While making the boys’ basketball team successful, Collier maintained a 3.5 GPA. His favorite subjects are math and science. As a junior, Collier took AP U.S. history and AP biology. For the AP history class, the grade was mainly based on rigorous tests that required in-depth answers, according to Collier.
“It was very challenging at first, with AP U.S. History,” he said. “The tests were college tests and it wasn’t like you could just skim the day before to get an A on them.”
AP biology aided Collier in understanding the way his body works, which helped him with basketball related situations.
“It taught me the different things, how it affects the body and also learned how to recover faster from injuries,” he said.
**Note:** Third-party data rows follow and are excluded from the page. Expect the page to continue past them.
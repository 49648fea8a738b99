//! Convenience re-exports for executor authors.
//!
//! ```rust
//! use tollgate_action::prelude::*;
//! ```

pub use crate::action_type::ActionType;
pub use crate::context::{Flow, FlowName, IdentityContext, InitiatingPersona};
pub use crate::error::ActionExecutionError;
pub use crate::executor::{ActionExecutionRequest, ActionExecutor};
pub use crate::outcome::{ExecutionOutcome, ResponseContext};
pub use crate::registry::ActionExecutorRegistry;
//! # Tollgate Action System
//!
//! Execution abstraction for identity lifecycle actions.
//!
//! This crate defines **what** an action executor is and **how** the
//! dispatch layer finds and talks to it, but not how a lifecycle listener
//! reconciles the result. Concrete executors (HTTP webhooks, in-process
//! policies) live in plugins and only depend on the types here.
//!
//! ## Core Types
//!
//! - [`ActionType`]: lifecycle operation an executor intercepts
//! - [`ActionExecutor`]: pluggable handler capability
//! - [`ActionExecutionRequest`]: user, credential bytes and flow context
//! - [`ExecutionOutcome`]: closed result (success, failed, error, unknown)
//! - [`ActionExecutionError`]: fault raised when no outcome could be produced
//! - [`ActionExecutorRegistry`]: type → executor routing table
//! - [`IdentityContext`] / [`AmbientContext`]: ambient flow information
//!
//! ## Quick Start
//!
//! ```rust
//! use std::sync::Arc;
//! use tollgate_action::prelude::*;
//!
//! struct MinLength(usize);
//!
//! impl ActionExecutor for MinLength {
//!     fn supported_action_type(&self) -> ActionType {
//!         ActionType::PreUpdatePassword
//!     }
//!
//!     fn execute(
//!         &self,
//!         request: &ActionExecutionRequest,
//!     ) -> Result<ExecutionOutcome, ActionExecutionError> {
//!         if request.credential().len() < self.0 {
//!             return Ok(ExecutionOutcome::failed_with_description(
//!                 "weak_password",
//!                 "Password is too short",
//!             ));
//!         }
//!         Ok(ExecutionOutcome::success())
//!     }
//! }
//!
//! let registry = ActionExecutorRegistry::new();
//! registry.register(Arc::new(MinLength(8)));
//! ```

#![forbid(unsafe_code)]
#![warn(missing_docs)]

/// Action type tags used as registry keys.
pub mod action_type;
/// Ambient identity and flow context.
pub mod context;
/// Executor fault types.
pub mod error;
/// Executor capability and request type.
pub mod executor;
/// Execution outcome and handler response decoding.
pub mod outcome;
/// Convenience re-exports for executor authors.
pub mod prelude;
/// Registry routing action types to executors.
pub mod registry;

// ── Public re-exports ───────────────────────────────────────────────────────

pub use action_type::ActionType;
pub use context::{
    AmbientContext, Flow, FlowName, IdentityContext, InitiatingPersona, ThreadLocalContext,
};
pub use error::{ActionExecutionError, ParseActionTypeError};
pub use executor::{ActionExecutionRequest, ActionExecutor, RequestUser};
pub use outcome::{ActionStatus, ExecutionOutcome, ResponseContext};
pub use registry::ActionExecutorRegistry;
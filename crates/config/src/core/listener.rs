//! Event listener configuration entries

use std::collections::BTreeMap;
use std::fmt;

use serde::{Deserialize, Deserializer, Serialize};

/// Sentinel order meaning "not configured".
pub const ORDER_UNSET: i32 = -1;

/// Identifies one listener: the listener family and the concrete listener.
#[derive(Debug, Clone, PartialEq, Eq, Hash, PartialOrd, Ord)]
pub struct ListenerKey {
    /// Listener family, e.g. `user-operation`.
    pub listener_type: String,
    /// Concrete listener name.
    pub name: String,
}

impl ListenerKey {
    /// Create a key.
    pub fn new(listener_type: impl Into<String>, name: impl Into<String>) -> Self {
        Self {
            listener_type: listener_type.into(),
            name: name.into(),
        }
    }
}

impl fmt::Display for ListenerKey {
    fn fmt(&self, f: &mut fmt::Formatter<'_>) -> fmt::Result {
        write!(f, "{}/{}", self.listener_type, self.name)
    }
}

/// Configuration of a single event listener.
///
/// `enable` is kept as written so that values which are neither `true` nor
/// `false` can be told apart from an explicit setting.
#[derive(Debug, Clone, PartialEq, Eq, Serialize, Deserialize)]
pub struct EventListenerConfig {
    /// Listener family.
    #[serde(rename = "type")]
    pub listener_type: String,
    /// Concrete listener name.
    pub name: String,
    /// Raw enable flag, as configured.
    #[serde(default, deserialize_with = "deserialize_flag")]
    pub enable: Option<String>,
    /// Execution order, or [`ORDER_UNSET`].
    #[serde(default = "unset_order")]
    pub order: i32,
    /// Free-form listener properties.
    #[serde(default)]
    pub properties: BTreeMap<String, String>,
}

impl EventListenerConfig {
    /// Create an entry with no enable flag and an unset order.
    pub fn new(key: ListenerKey) -> Self {
        Self {
            listener_type: key.listener_type,
            name: key.name,
            enable: None,
            order: ORDER_UNSET,
            properties: BTreeMap::new(),
        }
    }

    /// Set the enable flag.
    #[must_use]
    pub fn with_enable(mut self, enable: impl Into<String>) -> Self {
        self.enable = Some(enable.into());
        self
    }

    /// Set the execution order.
    #[must_use]
    pub fn with_order(mut self, order: i32) -> Self {
        self.order = order;
        self
    }

    /// Add a property.
    #[must_use]
    pub fn with_property(mut self, key: impl Into<String>, value: impl Into<String>) -> Self {
        self.properties.insert(key.into(), value.into());
        self
    }

    /// The key this entry configures.
    pub fn key(&self) -> ListenerKey {
        ListenerKey::new(&self.listener_type, &self.name)
    }

    /// The parsed enable flag.
    ///
    /// `None` if the flag is absent, blank, or not a boolean.
    pub fn enabled(&self) -> Option<bool> {
        let raw = self.enable.as_deref()?.trim();
        if raw.eq_ignore_ascii_case("true") {
            Some(true)
        } else if raw.eq_ignore_ascii_case("false") {
            Some(false)
        } else {
            None
        }
    }

    /// The configured order, or `None` for the unset sentinel.
    pub fn order(&self) -> Option<i32> {
        (self.order != ORDER_UNSET).then_some(self.order)
    }
}

const fn unset_order() -> i32 {
    ORDER_UNSET
}

#[derive(Deserialize)]
#[serde(untagged)]
enum RawFlag {
    Bool(bool),
    Text(String),
}

fn deserialize_flag<'de, D>(deserializer: D) -> Result<Option<String>, D::Error>
where
    D: Deserializer<'de>,
{
    Ok(Option::<RawFlag>::deserialize(deserializer)?.map(|flag| match flag {
        RawFlag::Bool(b) => b.to_string(),
        RawFlag::Text(s) => s,
    }))
}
Collier found a role model in his father, who played football and basketball. He was there to mentor Collier, especially as King/Drew went 20-16 overall this past season.
“He’ll give me little tips on what to do better, how to improve my game,” Collier said. “He’ll come to my games, see how I’m playing, see what I’m doing wrong [and] help me out.”
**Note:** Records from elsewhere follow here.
//! End-to-end dispatch through `ActionDispatchListener` with a mocked executor.

use std::sync::Arc;
use std::sync::atomic::{AtomicUsize, Ordering};

use mockall::mock;
use pretty_assertions::assert_eq;
use rstest::{fixture, rstest};
use tollgate_action::{
    ActionExecutionError, ActionExecutionRequest, ActionExecutor, ActionExecutorRegistry,
    ActionType, ExecutionOutcome, Flow, FlowName, IdentityContext, InitiatingPersona,
};
use tollgate_config::{EventListenerConfig, InMemoryConfigSource, ListenerKey, TomlConfigSource};
use tollgate_credential::{CredentialMaterial, RawCredential};
use tollgate_user_action::{
    ActionDispatchListener, DEFAULT_LISTENER_ORDER, LISTENER_NAME, LISTENER_TYPE,
    UserActionErrorCode, UserOperationError, UserStore,
};

mock! {
    pub Executor {}

    impl ActionExecutor for Executor {
        fn supported_action_type(&self) -> ActionType;
        fn execute(
            &self,
            request: &ActionExecutionRequest,
        ) -> Result<ExecutionOutcome, ActionExecutionError>;
    }
}

const USER_ID: &str = "USER_ID";
const PASSWORD: &str = "PASSWORD";
const TENANT: &str = "carbon.super";

struct Harness {
    registry: Arc<ActionExecutorRegistry>,
    config: Arc<InMemoryConfigSource>,
    listener: ActionDispatchListener,
}

impl Harness {
    fn register(&self, executor: MockExecutor) {
        self.registry.register(Arc::new(executor));
    }

    fn intercept(&self, credential: RawCredential) -> Result<bool, UserOperationError> {
        self.listener
            .intercept_pre_credential_update(USER_ID, credential, &UserStore::primary())
    }
}

fn password() -> RawCredential {
    Box::new(String::from(PASSWORD))
}

fn reset_flow() -> Flow {
    Flow::new(FlowName::PasswordReset, InitiatingPersona::User)
}

fn key() -> ListenerKey {
    ListenerKey::new(LISTENER_TYPE, LISTENER_NAME)
}

/// Executor that answers every call with `outcome`.
fn executor_returning(
    outcome: Result<ExecutionOutcome, ActionExecutionError>,
) -> MockExecutor {
    let mut executor = MockExecutor::new();
    executor
        .expect_supported_action_type()
        .return_const(ActionType::PreUpdatePassword);
    executor
        .expect_execute()
        .times(1)
        .returning(move |_| outcome.clone());
    executor
}

/// Executor that must never be invoked.
fn untouched_executor() -> MockExecutor {
    let mut executor = MockExecutor::new();
    executor
        .expect_supported_action_type()
        .return_const(ActionType::PreUpdatePassword);
    executor.expect_execute().never();
    executor
}

#[fixture]
fn harness() -> Harness {
    tollgate_log::init_test();

    let registry = Arc::new(ActionExecutorRegistry::new());
    let config = Arc::new(InMemoryConfigSource::new());
    let context = IdentityContext::new()
        .with_flow(reset_flow())
        .with_tenant_domain(TENANT);
    let listener = ActionDispatchListener::builder()
        .registry(Arc::clone(&registry))
        .config_source(config.clone())
        .ambient_context(Arc::new(context))
        .build();

    Harness {
        registry,
        config,
        listener,
    }
}

#[rstest]
fn proceeds_when_no_executor_registered(harness: Harness) {
    assert_eq!(harness.intercept(password()), Ok(true));
}

#[rstest]
fn proceeds_when_executor_registered_for_other_type(harness: Harness) {
    let mut executor = MockExecutor::new();
    executor
        .expect_supported_action_type()
        .return_const(ActionType::PreUpdateProfile);
    executor.expect_execute().never();
    harness.register(executor);

    assert_eq!(harness.intercept(password()), Ok(true));
}

#[rstest]
fn disabled_listener_never_invokes_executor(harness: Harness) {
    harness
        .config
        .insert(EventListenerConfig::new(key()).with_enable("false"));
    harness.register(untouched_executor());

    assert_eq!(harness.intercept(password()), Ok(true));
}

#[rstest]
fn disabled_listener_skips_credential_validation(harness: Harness) {
    harness
        .config
        .insert(EventListenerConfig::new(key()).with_enable("false"));

    assert_eq!(harness.intercept(Box::new(10_i32)), Ok(true));
}

#[rstest]
fn unparsable_enable_flag_counts_as_enabled(harness: Harness) {
    harness
        .config
        .insert(EventListenerConfig::new(key()).with_enable("sometimes"));
    harness.register(executor_returning(Ok(ExecutionOutcome::success())));

    assert!(harness.listener.is_enabled());
    assert_eq!(harness.intercept(password()), Ok(true));
}

#[rstest]
fn unsupported_credential_is_rejected_without_executor(harness: Harness) {
    let err = harness.intercept(Box::new(10_i32)).unwrap_err();

    assert_eq!(err.code(), UserActionErrorCode::UnsupportedSecret);
    assert_eq!(err.error_code(), "UNSUPPORTED_SECRET");
    assert!(err.is_client_error());
    assert_eq!(err.message(), "Credential is not in the expected format.");
}

#[rstest]
fn unsupported_credential_is_rejected_before_executor(harness: Harness) {
    harness.register(untouched_executor());

    let err = harness.intercept(Box::new(10_i32)).unwrap_err();
    assert_eq!(err.code(), UserActionErrorCode::UnsupportedSecret);
}

#[rstest]
#[case::string(Box::new(String::from(PASSWORD)) as RawCredential)]
#[case::static_str(Box::new(PASSWORD) as RawCredential)]
#[case::chars(Box::new(PASSWORD.chars().collect::<Vec<char>>()) as RawCredential)]
#[case::bytes(Box::new(PASSWORD.as_bytes().to_vec()) as RawCredential)]
#[case::material(Box::new(CredentialMaterial::from_text(PASSWORD)) as RawCredential)]
fn supported_credentials_reach_executor_as_bytes(
    harness: Harness,
    #[case] credential: RawCredential,
) {
    let mut executor = MockExecutor::new();
    executor
        .expect_supported_action_type()
        .return_const(ActionType::PreUpdatePassword);
    executor
        .expect_execute()
        .withf(|request| request.credential() == PASSWORD.as_bytes())
        .times(1)
        .returning(|_| Ok(ExecutionOutcome::success()));
    harness.register(executor);

    assert_eq!(harness.intercept(credential), Ok(true));
}

#[rstest]
fn request_carries_user_flow_and_tenant(harness: Harness) {
    let mut executor = MockExecutor::new();
    executor
        .expect_supported_action_type()
        .return_const(ActionType::PreUpdatePassword);
    executor
        .expect_execute()
        .withf(|request| {
            request.action_type() == ActionType::PreUpdatePassword
                && request.user().id == USER_ID
                && request.user().user_store_domain.as_deref() == Some("PRIMARY")
                && request.tenant_domain() == Some(TENANT)
                && request.flow() == Some(reset_flow())
        })
        .times(1)
        .returning(|_| Ok(ExecutionOutcome::success()));
    harness.register(executor);

    assert_eq!(harness.intercept(password()), Ok(true));
}

#[rstest]
fn request_carries_secondary_user_store(harness: Harness) {
    let mut executor = MockExecutor::new();
    executor
        .expect_supported_action_type()
        .return_const(ActionType::PreUpdatePassword);
    executor
        .expect_execute()
        .withf(|request| request.user().user_store_domain.as_deref() == Some("SECONDARY"))
        .times(1)
        .returning(|_| Ok(ExecutionOutcome::success()));
    harness.register(executor);

    let result = harness.listener.intercept_pre_credential_update(
        USER_ID,
        password(),
        &UserStore::with_domain("SECONDARY"),
    );
    assert_eq!(result, Ok(true));
}

#[rstest]
fn success_proceeds(harness: Harness) {
    harness.register(executor_returning(Ok(ExecutionOutcome::success())));
    assert_eq!(harness.intercept(password()), Ok(true));
}

#[rstest]
fn unknown_outcome_blocks_without_fault(harness: Harness) {
    harness.register(executor_returning(Ok(ExecutionOutcome::Unknown)));
    assert_eq!(harness.intercept(password()), Ok(false));
}

#[rstest]
#[case::reason_only(ExecutionOutcome::failed("Weak password"), "Weak password")]
#[case::empty_description(
    ExecutionOutcome::failed_with_description("Weak password", ""),
    "Weak password. "
)]
#[case::with_description(
    ExecutionOutcome::failed_with_description("Weak password", "Add a digit"),
    "Weak password. Add a digit"
)]
fn failed_outcome_is_client_fault(
    harness: Harness,
    #[case] outcome: ExecutionOutcome,
    #[case] expected: &str,
) {
    harness.register(executor_returning(Ok(outcome)));

    let err = harness.intercept(password()).unwrap_err();
    assert_eq!(err.code(), UserActionErrorCode::ExecutionFailed);
    assert_eq!(err.error_code(), "EXECUTION_FAILED");
    assert!(err.is_client_error());
    assert_eq!(err.message(), expected);
}

#[rstest]
#[case::message_only(ExecutionOutcome::error("Upstream unavailable"), "Upstream unavailable")]
#[case::with_description(
    ExecutionOutcome::error_with_description("Upstream unavailable", "Try later"),
    "Upstream unavailable. Try later"
)]
fn error_outcome_is_server_fault(
    harness: Harness,
    #[case] outcome: ExecutionOutcome,
    #[case] expected: &str,
) {
    harness.register(executor_returning(Ok(outcome)));

    let err = harness.intercept(password()).unwrap_err();
    assert_eq!(err.code(), UserActionErrorCode::ExecutionError);
    assert_eq!(err.error_code(), "EXECUTION_ERROR");
    assert!(err.is_server_error());
    assert_eq!(err.message(), expected);
}

#[rstest]
#[case::execution(ActionExecutionError::execution("Execution error"))]
#[case::transport(ActionExecutionError::transport("connection refused"))]
#[case::invalid_response(ActionExecutionError::invalid_response("missing failureReason"))]
fn invocation_fault_hides_raw_message(harness: Harness, #[case] fault: ActionExecutionError) {
    let raw = fault.to_string();
    harness.register(executor_returning(Err(fault)));

    let err = harness.intercept(password()).unwrap_err();
    assert_eq!(err.code(), UserActionErrorCode::ServerError);
    assert_eq!(err.error_code(), "SERVER_ERROR");
    assert!(err.is_server_error());
    assert_eq!(err.message(), "Error while executing pre update password action.");
    assert!(!err.message().contains(&raw));
}

#[rstest]
fn unregistered_executor_is_no_longer_consulted(harness: Harness) {
    let executor: Arc<dyn ActionExecutor> = Arc::new(untouched_executor());
    harness.registry.register(Arc::clone(&executor));
    assert!(harness.registry.unregister(&executor));

    assert_eq!(harness.intercept(password()), Ok(true));
}

#[rstest]
fn unregistering_another_instance_keeps_registration(harness: Harness) {
    harness.register(executor_returning(Ok(ExecutionOutcome::Unknown)));
    let stranger: Arc<dyn ActionExecutor> = Arc::new(untouched_executor());

    assert!(!harness.registry.unregister(&stranger));
    assert_eq!(harness.intercept(password()), Ok(false));
}

#[rstest]
fn execution_order_falls_back_to_default(harness: Harness) {
    assert_eq!(harness.listener.execution_order_id(), DEFAULT_LISTENER_ORDER);

    harness
        .config
        .insert(EventListenerConfig::new(key()).with_order(-1));
    assert_eq!(harness.listener.execution_order_id(), 10000);

    harness
        .config
        .insert(EventListenerConfig::new(key()).with_order(5000));
    assert_eq!(harness.listener.execution_order_id(), 5000);
}

#[test]
fn listener_reads_toml_configuration() {
    let source = TomlConfigSource::from_toml_str(
        r#"
        [[event_listener]]
        type = "user-operation"
        name = "action-user-operation"
        enable = false
        order = 7000
        "#,
    )
    .unwrap();
    let listener = ActionDispatchListener::builder()
        .registry(Arc::new(ActionExecutorRegistry::new()))
        .config_source(Arc::new(source))
        .build();

    assert!(!listener.is_enabled());
    assert_eq!(listener.execution_order_id(), 7000);
}

#[test]
fn thread_local_context_is_attached_to_request() {
    let registry = Arc::new(ActionExecutorRegistry::new());
    let mut executor = MockExecutor::new();
    executor
        .expect_supported_action_type()
        .return_const(ActionType::PreUpdatePassword);
    executor
        .expect_execute()
        .withf(|request| {
            request.tenant_domain() == Some("tenant.example")
                && request.flow()
                    == Some(Flow::new(FlowName::ProfileUpdate, InitiatingPersona::Admin))
        })
        .times(1)
        .returning(|_| Ok(ExecutionOutcome::success()));
    registry.register(Arc::new(executor));

    let listener = ActionDispatchListener::builder().registry(registry).build();
    let context = IdentityContext::new()
        .with_flow(Flow::new(FlowName::ProfileUpdate, InitiatingPersona::Admin))
        .with_tenant_domain("tenant.example");

    let result = context.scope_sync(|| {
        listener.intercept_pre_credential_update(USER_ID, password(), &UserStore::primary())
    });
    assert_eq!(result, Ok(true));
}

struct CountingExecutor {
    calls: AtomicUsize,
}

impl ActionExecutor for CountingExecutor {
    fn supported_action_type(&self) -> ActionType {
        ActionType::PreUpdatePassword
    }

    fn execute(
        &self,
        request: &ActionExecutionRequest,
    ) -> Result<ExecutionOutcome, ActionExecutionError> {
        self.calls.fetch_add(1, Ordering::SeqCst);
        if request.credential() == PASSWORD.as_bytes() {
            Ok(ExecutionOutcome::success())
        } else {
            Ok(ExecutionOutcome::failed("Unexpected credential"))
        }
    }
}

#[test]
fn concurrent_callers_share_one_listener() {
    let registry = Arc::new(ActionExecutorRegistry::new());
    let executor = Arc::new(CountingExecutor {
        calls: AtomicUsize::new(0),
    });
    registry.register(executor.clone());
    let listener = ActionDispatchListener::builder().registry(registry).build();

    std::thread::scope(|scope| {
        for _ in 0..8 {
            scope.spawn(|| {
                for _ in 0..50 {
                    let result = listener.intercept_pre_credential_update(
                        USER_ID,
                        password(),
                        &UserStore::primary(),
                    );
                    assert_eq!(result, Ok(true));
                }
            });
        }
    });

    assert_eq!(executor.calls.load(Ordering::SeqCst), 400);
}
To Collier, the King/Drew boys basketball team is “energetic” and “focused.” He noted how the Marine League is “one of the strongest leagues.” King/Drew competed with Open Division juggernauts like the Narbonne Guachos and Division I contenders Carson and Washington Prep during League play.
“We beat the team that won the Division I [City Section title],” Collier said. “When it comes to our league, we [were] prepared for everybody we had to face.”
Collier aspires to be a neurosurgeon and desires to do research on Alzheimer’s disease. He saw how attending King/Drew could assist him in pursuing his dream.
“When I found out about their careers program, where all the juniors work half a day at a hospital or at Charles University, I was like ‘that sounds really cool, I want to do that,” he said. “I always wanted to research on Alzheimer’s because one of my great uncles died from Alzheimer’s.”
Being a student athlete means being a student first for Collier. Having a strong academic record will lead to desired opportunities.
“If you do well in school, you have better opportunities to get a scholarship in basketball,” he said. “If you have a 4.0, you can almost go anywhere … even if you don’t go to a [division I program], you might go to Harvard and still be able to play basketball.”